Facebook, Twitter Hold Risks for Businesses: ReportBy Nathan Eddy | Posted 2010-12-09 Email Print
Re-Thinking HR: What Every CIO Needs to Know About Tomorrow's Workforce
Businesses need to make their people aware of the risks, policies and acceptable behaviors when using social media, an Ernst & Young report cautions.
A survey from financial analyst firm Ernst & Young, part of the
company’s 13th Global Information Security Survey, indicates social networking
is not high on the list of challenges for most of their participants—nearly
1,600 senior executives in 56 countries. The report noted while social media
platforms like LinkedIn, Facebook and Twitter allow for a great level of
professional collaboration and personal interaction, businesses need to make
their people aware of the risks, policies and acceptable behaviors related to
the use of such tools both internally and in the public environment.
Only 33 percent of respondents indicated that social networking is a considerable challenge to effectively delivering information security initiatives, while only 10 percent of respondents indicated the examination of new and emerging IT trends as a critically important function. "We believe this to be an indication that although most companies recognize the fact that there are risks and information security issues related to social media and Web 2.0, only a few have thoroughly examined the issue and developed an approach that will balance the business opportunity with the risk exposure," the report noted.
Survey participants’ activities of primary focus were achieving compliance with regulations (55 percent), protecting reputation and brand (51 percent), and managing privacy and protecting personal information (44 percent).
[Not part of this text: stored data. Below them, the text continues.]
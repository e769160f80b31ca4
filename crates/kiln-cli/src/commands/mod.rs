//! Command implementations.

pub mod build;
pub mod check;

use kiln_config::{ConfigDiscovery, ConfigOverrides, KilnConfig, validate_fs};
use tracing::debug;

use crate::cli::ProjectArgs;
use crate::error::{CliError, Result};

/// Discover, layer and validate the project configuration.
///
/// Missing config files fall back to the defaults unless `--config` named
/// one explicitly. Filesystem checks (source dir, template) run here so they
/// fail before any stage starts.
pub fn load_config(project: &ProjectArgs, overrides: &ConfigOverrides) -> Result<KilnConfig> {
    if !project.root.is_dir() {
        return Err(CliError::RootNotFound(project.root.clone()));
    }

    let mut discovery = ConfigDiscovery::new(&project.root);
    if let Some(file) = &project.config {
        discovery = discovery.with_file(file);
    }
    debug!(root = %project.root.display(), config = ?discovery.find(), "loading configuration");

    let config = discovery.load_or_default(overrides)?;
    validate_fs(&config)?;
    Ok(config)
}

#[cfg(test)]
mod tests {
    use super::*;
    use std::fs;
    use std::path::PathBuf;
    use tempfile::TempDir;

    fn project(dir: &TempDir, config: Option<&str>) -> ProjectArgs {
        ProjectArgs {
            root: dir.path().to_path_buf(),
            config: config.map(PathBuf::from),
        }
    }

    fn scaffold() -> TempDir {
        let dir = TempDir::new().unwrap();
        fs::create_dir_all(dir.path().join("src")).unwrap();
        fs::create_dir_all(dir.path().join("public")).unwrap();
        fs::write(dir.path().join("src/index.js"), "").unwrap();
        fs::write(dir.path().join("public/index.html"), "<html></html>").unwrap();
        dir
    }

    #[test]
    fn missing_root_is_reported() {
        let args = ProjectArgs {
            root: PathBuf::from("/definitely/not/a/kiln/project"),
            config: None,
        };
        assert!(matches!(
            load_config(&args, &ConfigOverrides::default()),
            Err(CliError::RootNotFound(_))
        ));
    }

    #[test]
    fn overrides_beat_the_config_file() {
        let dir = scaffold();
        fs::write(dir.path().join("kiln.toml"), "output_dir = \"dist\"\npublic_path = \"/app/\"\n").unwrap();

        let config = load_config(&project(&dir, None), &ConfigOverrides::default()).unwrap();
        assert!(config.output_path().ends_with("dist"));

        let overrides = ConfigOverrides {
            output_dir: Some(PathBuf::from("out")),
            public_path: Some("https://cdn.example.com/".to_string()),
        };
        let config = load_config(&project(&dir, None), &overrides).unwrap();
        assert!(config.output_path().ends_with("out"));
        assert_eq!(config.public_path(), "https://cdn.example.com/");
    }

    #[test]
    fn explicit_config_must_exist() {
        let dir = scaffold();
        let err = load_config(&project(&dir, Some("missing.toml")), &ConfigOverrides::default()).unwrap_err();
        assert!(matches!(err, CliError::Config(kiln_config::ConfigError::NotFound)));
    }

    #[test]
    fn missing_template_fails_validation() {
        let dir = scaffold();
        fs::remove_file(dir.path().join("public/index.html")).unwrap();
        let err = load_config(&project(&dir, None), &ConfigOverrides::default()).unwrap_err();
        assert!(matches!(
            err,
            CliError::Config(kiln_config::ConfigError::TemplateNotFound { .. })
        ));
    }
}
Ernst & Young analysts suggested protected privacy-related data could become increasingly difficult to achieve without an effective process in place to evaluate the risks associated with new and emerging IT trends, which encourage the sharing of personal information.
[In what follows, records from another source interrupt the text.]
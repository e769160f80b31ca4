//! In-memory transformation cache.
//!
//! Keys are BLAKE3 digests of everything a transformation reads (source
//! bytes, options, and per-module context such as its directory), so a hit
//! always returns exactly what a fresh transformation would. Failed
//! transformations are never stored.

use std::sync::atomic::{AtomicU64, Ordering};

use dashmap::DashMap;

use crate::hash::cache_key;
use crate::script::CompiledScript;
use crate::style::CompiledStyle;

/// Digest identifying one transformation input.
#[derive(Debug, Clone, Copy, PartialEq, Eq, Hash)]
pub struct CacheKey(blake3::Hash);

impl CacheKey {
    pub fn new<'a>(parts: impl IntoIterator<Item = &'a [u8]>) -> Self {
        Self(cache_key(parts))
    }

    pub fn to_hex(&self) -> String {
        self.0.to_hex().to_string()
    }
}

#[derive(Debug, Clone, Copy, Default, PartialEq, Eq)]
pub struct CacheStats {
    pub hits: u64,
    pub misses: u64,
    pub entries: usize,
}

/// Concurrent memo table shared by every build of one bundler.
#[derive(Debug)]
pub struct TransformCache<V> {
    entries: DashMap<CacheKey, V>,
    hits: AtomicU64,
    misses: AtomicU64,
}

impl<V: Clone> TransformCache<V> {
    pub fn new() -> Self {
        Self {
            entries: DashMap::new(),
            hits: AtomicU64::new(0),
            misses: AtomicU64::new(0),
        }
    }

    pub fn get(&self, key: &CacheKey) -> Option<V> {
        let value = self.entries.get(key).map(|entry| entry.value().clone());
        match value {
            Some(_) => self.hits.fetch_add(1, Ordering::Relaxed),
            None => self.misses.fetch_add(1, Ordering::Relaxed),
        };
        value
    }

    /// Return the cached value or compute, store and return it.
    ///
    /// Two workers racing on the same key may both compute; the results are
    /// identical so either may win.
    pub fn get_or_try_insert<E>(
        &self,
        key: CacheKey,
        compute: impl FnOnce() -> Result<V, E>,
    ) -> Result<V, E> {
        if let Some(value) = self.get(&key) {
            return Ok(value);
        }
        let value = compute()?;
        self.entries.insert(key, value.clone());
        Ok(value)
    }

    pub fn stats(&self) -> CacheStats {
        CacheStats {
            hits: self.hits.load(Ordering::Relaxed),
            misses: self.misses.load(Ordering::Relaxed),
            entries: self.entries.len(),
        }
    }

    pub fn clear(&self) {
        self.entries.clear();
    }
}

impl<V: Clone> Default for TransformCache<V> {
    fn default() -> Self {
        Self::new()
    }
}

/// Caches kept by a [`crate::Bundler`] across builds.
#[derive(Debug, Default)]
pub struct BuildCaches {
    pub scripts: TransformCache<CompiledScript>,
    pub styles: TransformCache<CompiledStyle>,
}

impl BuildCaches {
    pub fn clear(&self) {
        self.scripts.clear();
        self.styles.clear();
    }
}

#[cfg(test)]
mod tests {
    use super::*;
    use std::cell::Cell;

    fn key(source: &str, options: &str) -> CacheKey {
        CacheKey::new([source.as_bytes(), options.as_bytes()])
    }

    #[test]
    fn second_lookup_hits() {
        let cache: TransformCache<String> = TransformCache::new();
        let calls = Cell::new(0);
        let compile = || {
            calls.set(calls.get() + 1);
            Ok::<_, ()>("out".to_string())
        };

        assert_eq!(cache.get_or_try_insert(key("a", "es2015"), compile).unwrap(), "out");
        assert_eq!(cache.get_or_try_insert(key("a", "es2015"), compile).unwrap(), "out");
        assert_eq!(calls.get(), 1);

        let stats = cache.stats();
        assert_eq!((stats.hits, stats.misses, stats.entries), (1, 1, 1));
    }

    #[test]
    fn options_are_part_of_the_key() {
        assert_ne!(key("a", "es2015"), key("a", "es2017"));
        assert_eq!(key("a", "es2015").to_hex().len(), 64);
    }

    #[test]
    fn failures_are_not_cached() {
        let cache: TransformCache<u32> = TransformCache::new();
        assert!(cache.get_or_try_insert(key("bad", ""), || Err("syntax")).is_err());
        assert_eq!(cache.stats().entries, 0);
        assert_eq!(cache.get_or_try_insert(key("bad", ""), || Ok::<_, &str>(7)), Ok(7));
    }
}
"It is encouraging that only 15 percent of our survey participants indicated that they do not have a security awareness program in place and that 42 percent plan on spending more over the next year on security awareness and training," the report noted. "However, just 34 percent of respondents currently include information updates on the risks associated with social networking."
In an attempt to control data leakage of sensitive information, 45 percent of respondents indicated that they restrict or prohibit the use of instant messaging or e-mail for sensitive data. The report said the simplest way to reduce the risks associated with social networking and Web 2.0 is to restrict or limit the use of such tools in the work environment, but cautioned it is doubtful such an approach could be successful.